Oh I do like a book about books, readers, libraries and reading. Gets me right between my covers.

I know that I'm the EXACT reader to enjoy this, which is why I fancied a warm and comfortable book about the things I love best. And I knew as I started the rough way the book would go, with seemingly distant characters at some point blending into one story, with books bringing them together.

Yes, but it was just so LOVELY. And there's a good mixture of characters, an ethnic smorgasbord of young and old, Asian and black, there are mental health problems here, parents and those mourning loved ones. It's a book about a whole community, and how a shared love can bring lonely people together.

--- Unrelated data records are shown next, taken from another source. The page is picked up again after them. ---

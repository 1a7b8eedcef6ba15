pub mod columns;
pub mod table;

pub use columns::MATCH_COLUMNS;
pub use table::*;
pub mod config;
pub mod error;
pub mod extract;
pub mod fetch;
pub mod html_table;
pub mod normalize;
pub mod output;
pub mod pipeline;
pub mod types;

pub use config::{BrowserOptions, ScrapeConfig};
pub use error::ScrapeError;
pub use fetch::{BrowserFetcher, FileFetcher, HttpFetcher, PageFetcher};
pub use pipeline::{process, run};
pub use types::{Provenance, RenderedPage, RunReport};
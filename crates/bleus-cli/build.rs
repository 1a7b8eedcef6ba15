use std::process::Command;
use chrono::Local;

fn main() {
    // Short commit hash, "unknown" outside a git checkout
    let output = Command::new("git")
        .args(["rev-parse", "--short", "HEAD"])
        .output();

    let git_hash = match output {
        Ok(output) if output.status.success() => {
            String::from_utf8_lossy(&output.stdout).trim().to_string()
        }
        _ => "unknown".to_string(),
    };

    // Tracked files modified since HEAD
    let dirty = Command::new("git")
        .args(["diff", "--quiet", "HEAD"])
        .status()
        .map(|s| !s.success())
        .unwrap_or(false);

    let build_hash = if dirty {
        let timestamp = Local::now().format("%Y%m%d-%H%M%S");
        format!("{git_hash}-dirty-{timestamp}")
    } else {
        git_hash
    };

    println!("cargo:rustc-env=BUILD_HASH={build_hash}");

    // .git lives at the workspace root
    println!("cargo:rerun-if-changed=../../.git/HEAD");
    println!("cargo:rerun-if-changed=../../.git/index");
}
use anyhow::{Context, Result};
use bleus_acquire::config::{
    DEFAULT_OUTPUT, DEFAULT_PREVIEW_ROWS, DEFAULT_READY_SELECTOR, DEFAULT_RENDER_TIMEOUT,
    DEFAULT_URL,
};
use bleus_acquire::{
    BrowserFetcher, BrowserOptions, FileFetcher, HttpFetcher, PageFetcher, ScrapeConfig,
};
use clap::Parser;
use std::path::PathBuf;
use std::time::Duration;

#[derive(Parser)]
#[command(name = "bleus")]
#[command(about = "Scrape the French national team match table to CSV")]
#[command(version = concat!(env!("CARGO_PKG_VERSION"), " (", env!("BUILD_HASH"), ")"))]
struct Cli {
    /// Log level: error, warn, info, debug, trace
    #[arg(long, global = true, default_value = "info", value_enum)]
    log_level: LogLevel,

    /// Use UTC timestamps instead of local time
    #[arg(long, global = true)]
    utc: bool,

    /// Page holding the match table
    #[arg(long, default_value = DEFAULT_URL)]
    url: String,

    /// Output CSV path (overwritten on every run)
    #[arg(short, long, default_value = DEFAULT_OUTPUT)]
    output: PathBuf,

    /// How to obtain the page
    #[arg(short, long, value_enum, default_value = "browser")]
    source: Source,

    /// Saved page to read with `--source file`
    #[arg(long, required_if_eq("source", "file"))]
    html: Option<PathBuf>,

    /// Columns to keep, in output order
    #[arg(long, value_delimiter = ',', default_values_t = bleus_model::columns::match_columns())]
    columns: Vec<String>,

    /// CSS selector of the table to wait for (its last match)
    #[arg(long, default_value = DEFAULT_READY_SELECTOR)]
    ready_selector: String,

    /// Seconds to wait for that table to fill in before giving up
    #[arg(long, default_value_t = DEFAULT_RENDER_TIMEOUT.as_secs_f64())]
    render_timeout: f64,

    /// Extra seconds to wait once the page is ready
    #[arg(long, default_value_t = 0.0)]
    settle: f64,

    /// Show the browser window
    #[arg(long)]
    headed: bool,

    /// Launch Chromium without its sandbox (needed in some containers)
    #[arg(long)]
    no_sandbox: bool,

    /// Chromium executable (auto-detected by default)
    #[arg(long)]
    chrome: Option<PathBuf>,

    /// Rows printed as a preview (0 disables it)
    #[arg(long, default_value_t = DEFAULT_PREVIEW_ROWS)]
    preview: usize,

    /// Also save the rendered page to this path
    #[arg(long)]
    save_html: Option<PathBuf>,

    /// Write a `<output>.source.json` provenance file next to the CSV
    #[arg(long)]
    provenance: bool,
}

#[derive(Clone, clap::ValueEnum)]
enum LogLevel {
    Error,
    Warn,
    Info,
    Debug,
    Trace,
}

#[derive(Clone, clap::ValueEnum)]
enum Source {
    /// Headless Chromium, waits for client-side rendering
    Browser,
    /// Plain HTTP GET, no script execution
    Http,
    /// A page saved earlier with --save-html
    File,
}

impl Cli {
    fn scrape_config(&self) -> ScrapeConfig {
        ScrapeConfig {
            url: self.url.clone(),
            output: self.output.clone(),
            columns: self.columns.clone(),
            preview_rows: self.preview,
            save_html: self.save_html.clone(),
            provenance: self.provenance,
        }
    }

    fn browser_options(&self) -> Result<BrowserOptions> {
        Ok(BrowserOptions {
            headless: !self.headed,
            sandbox: !self.no_sandbox,
            executable: self.chrome.clone(),
            ready_selector: self.ready_selector.clone(),
            render_timeout: seconds(self.render_timeout).context("invalid --render-timeout")?,
            settle: seconds(self.settle).context("invalid --settle")?,
            ..BrowserOptions::default()
        })
    }

    fn fetcher(&self) -> Result<Box<dyn PageFetcher>> {
        Ok(match self.source {
            Source::Browser => Box::new(BrowserFetcher::new(self.browser_options()?)),
            Source::Http => Box::new(HttpFetcher::new()?),
            Source::File => {
                let path = self.html.clone().context("--source file needs --html <PATH>")?;
                Box::new(FileFetcher::new(path))
            }
        })
    }
}

fn seconds(value: f64) -> Result<Duration> {
    Duration::try_from_secs_f64(value)
        .with_context(|| format!("'{value}' is not a valid duration in seconds"))
}

#[tokio::main]
async fn main() -> Result<()> {
    let cli = Cli::parse();

    // Map log level, suppressing noisy HTML-parsing and CDP crates at debug/trace
    let level = match cli.log_level {
        LogLevel::Error => "error",
        LogLevel::Warn  => "warn",
        LogLevel::Info  => "info",
        LogLevel::Debug => "debug,selectors=warn,html5ever=warn,chromiumoxide=info",
        LogLevel::Trace => "trace,selectors=warn,html5ever=warn,chromiumoxide=info",
    };
    let env_filter = tracing_subscriber::EnvFilter::try_from_default_env()
        .unwrap_or_else(|_| tracing_subscriber::EnvFilter::new(level));

    // Timestamp format: 2026-02-14 19:44:09.123 -08:00
    let time_format = "%Y-%m-%d %H:%M:%S%.3f %:z";

    if cli.utc {
        tracing_subscriber::fmt()
            .with_env_filter(env_filter)
            .with_timer(tracing_subscriber::fmt::time::ChronoUtc::new(time_format.to_string()))
            .init();
    } else {
        tracing_subscriber::fmt()
            .with_env_filter(env_filter)
            .with_timer(tracing_subscriber::fmt::time::ChronoLocal::new(time_format.to_string()))
            .init();
    }

    tracing::info!("==== START ====");

    let config = cli.scrape_config();
    let fetcher = cli.fetcher()?;
    let report = bleus_acquire::run(fetcher.as_ref(), &config)
        .await
        .with_context(|| format!("scrape of {} failed", config.url))?;

    tracing::info!(
        rows = report.rows,
        columns = report.columns.len(),
        source_tables = report.source_tables,
        path = %report.output.display(),
        "Saved match table"
    );
    tracing::info!("==== END ====");

    Ok(())
}
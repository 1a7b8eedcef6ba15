//! Column names of the match table on chroniquesbleues.fr.

/// Match sequence number.
pub const NUMBER: &str = "#";
/// Match category (men's / women's team).
pub const GENRE: &str = "Genre";
pub const DATE: &str = "Date";
/// Host city.
pub const VILLE: &str = "Ville";
/// Opponent.
pub const ADVERSAIRE: &str = "Adversaire";
pub const SCORE: &str = "score";

/// The columns kept in the output, in output order.
pub const MATCH_COLUMNS: [&str; 6] = [NUMBER, GENRE, DATE, VILLE, ADVERSAIRE, SCORE];

/// [`MATCH_COLUMNS`] as owned strings, for configuration structs.
pub fn match_columns() -> Vec<String> {
    MATCH_COLUMNS.iter().map(|c| c.to_string()).collect()
}
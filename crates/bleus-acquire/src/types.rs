use serde::{Deserialize, Serialize};

/// Page markup as it stood once the fetcher considered it ready.
#[derive(Debug, Clone)]
pub struct RenderedPage {
    pub url: String,
    pub html: String,
    /// RFC 3339 UTC timestamp of when the markup was read.
    pub fetched_at: String,
}

impl RenderedPage {
    pub fn new(url: impl Into<String>, html: impl Into<String>) -> Self {
        Self {
            url: url.into(),
            html: html.into(),
            fetched_at: chrono::Utc::now().to_rfc3339(),
        }
    }
}

/// Provenance information written next to the CSV when requested.
#[derive(Debug, Clone, PartialEq, Eq, Serialize, Deserialize)]
pub struct Provenance {
    pub url: String,
    pub fetched_at: String,
    /// How many `<table>` elements the page contained.
    pub source_tables: usize,
    pub rows: usize,
    pub columns: Vec<String>,
    pub output: String,
}

/// Summary of a completed pipeline run.
#[derive(Debug, Clone, PartialEq, Eq)]
pub struct RunReport {
    pub rows: usize,
    pub columns: Vec<String>,
    pub source_tables: usize,
    pub output: std::path::PathBuf,
}
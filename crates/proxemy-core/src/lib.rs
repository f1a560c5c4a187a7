//! Core types and definitions for the Proxemy simulation.
//!
//! This crate defines the vocabulary shared across all other crates:
//! spherical math, the spatial frame every entity moves with, life and
//! weapon-pattern capabilities, the generic state machine, components,
//! commands, events, snapshots, configuration and the narrow traits the
//! simulation uses to talk to rendering and detection collaborators.

pub mod callbacks;
pub mod cannon;
pub mod commands;
pub mod components;
pub mod config;
pub mod constants;
pub mod enums;
pub mod error;
pub mod events;
pub mod fsm;
pub mod interfaces;
pub mod life;
pub mod pattern;
pub mod spatial;
pub mod state;
pub mod types;

pub use error::{Error, Result};
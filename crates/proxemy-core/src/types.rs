//! Fundamental geometric and simulation types.
//!
//! Simulation math uses a Z-up convention (theta measured from +Z). World
//! positions are stored in display coordinates (Y up); `from_gl` / `to_gl`
//! remap between the two.

use std::f64::consts::{PI, TAU};

use glam::DVec3;
use serde::{Deserialize, Serialize};

/// Point in spherical coordinates.
///
/// `theta` (colatitude) always lies in [0, π] and `phi` (longitude) in
/// [0, 2π). Angles only change through [`SphericalVector::add_theta`] and
/// [`SphericalVector::add_phi`], which renormalize both.
#[derive(Debug, Clone, Copy, Default, PartialEq, Serialize, Deserialize)]
pub struct SphericalVector {
    radius: f64,
    theta: f64,
    phi: f64,
}

impl SphericalVector {
    pub fn new(radius: f64, theta: f64, phi: f64) -> Self {
        let mut v = Self { radius, theta, phi };
        v.regularize();
        v
    }

    pub fn radius(&self) -> f64 {
        self.radius
    }

    pub fn theta(&self) -> f64 {
        self.theta
    }

    pub fn phi(&self) -> f64 {
        self.phi
    }

    pub fn set_radius(&mut self, radius: f64) {
        self.radius = radius;
    }

    pub fn add_theta(&mut self, delta: f64) -> &mut Self {
        self.theta += delta;
        self.regularize();
        self
    }

    pub fn add_phi(&mut self, delta: f64) -> &mut Self {
        self.phi += delta;
        self.regularize();
        self
    }

    /// Crossing a pole reflects theta back into range and moves phi to the
    /// opposite meridian.
    fn regularize(&mut self) {
        let mut theta = self.theta.rem_euclid(TAU);
        if theta > PI {
            theta = TAU - theta;
            self.phi += PI;
        }
        self.theta = theta;
        self.phi = wrap_angle(self.phi);
    }
}

/// Wrap an angle into [0, 2π).
pub fn wrap_angle(angle: f64) -> f64 {
    let wrapped = angle.rem_euclid(TAU);
    // rem_euclid can round up to exactly TAU for tiny negative inputs.
    if wrapped >= TAU {
        0.0
    } else {
        wrapped
    }
}

/// Display coordinates (Y up) to simulation coordinates (Z up).
pub fn from_gl(v: DVec3) -> DVec3 {
    DVec3::new(v.z, v.x, v.y)
}

/// Simulation coordinates (Z up) to display coordinates (Y up).
pub fn to_gl(v: DVec3) -> DVec3 {
    DVec3::new(v.y, v.z, v.x)
}

/// Near-zero vectors map to theta = 0.
pub fn cartesian_to_spherical(v: DVec3) -> SphericalVector {
    let radius = v.length();
    let theta = if radius > 1e-6 {
        (v.z / radius).clamp(-1.0, 1.0).acos()
    } else {
        0.0
    };
    SphericalVector::new(radius, theta, v.y.atan2(v.x))
}

pub fn spherical_to_cartesian(s: &SphericalVector) -> DVec3 {
    let (sin_theta, cos_theta) = s.theta.sin_cos();
    let (sin_phi, cos_phi) = s.phi.sin_cos();
    DVec3::new(
        s.radius * sin_theta * cos_phi,
        s.radius * sin_theta * sin_phi,
        s.radius * cos_theta,
    )
}

/// Spherical coordinates straight to a display-space position.
pub fn spherical_to_gl(s: &SphericalVector) -> DVec3 {
    to_gl(spherical_to_cartesian(s))
}

/// Display-space position straight to spherical coordinates.
pub fn gl_to_spherical(v: DVec3) -> SphericalVector {
    cartesian_to_spherical(from_gl(v))
}

/// Simulation time tracking.
#[derive(Debug, Clone, Copy, Default, PartialEq, Serialize, Deserialize)]
pub struct SimTime {
    /// Current tick number (increments by 1 each tick).
    pub tick: u64,
    /// Elapsed simulation time in seconds.
    pub elapsed_secs: f64,
}

impl SimTime {
    pub fn advance(&mut self, dt: f64) {
        self.tick += 1;
        self.elapsed_secs += dt;
    }
}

A list of books passes into various hands. Who wrote it - nobody knows. Why these books are there - equally a mystery. But for a young library worker, herself disdainful of books, a grieving and withdrawn Asian man, and the others who find this list, it's the start of a tale that brings them together as potential readers and friends.

There are moments of true sorrow here, genuine grief and pain, and a story about forcing yourself out from isolation and seeing answers and help in both other people and in great literature.

I loved the List itself, all of which I have either read and loved or am familiar with, so seeing the comfort and joy the characters experience while discovering these books was a pleasure in itself to me. Very well constructed and thought-out.

It's a title I could easily have (if time!) finished then instantly started again. Any voracious reader who tries this will know what I mean.

Joyous, uplifting and reminds us what it feels like to find a book we connect with.

With thanks to Netgalley for providing a sample reading copy.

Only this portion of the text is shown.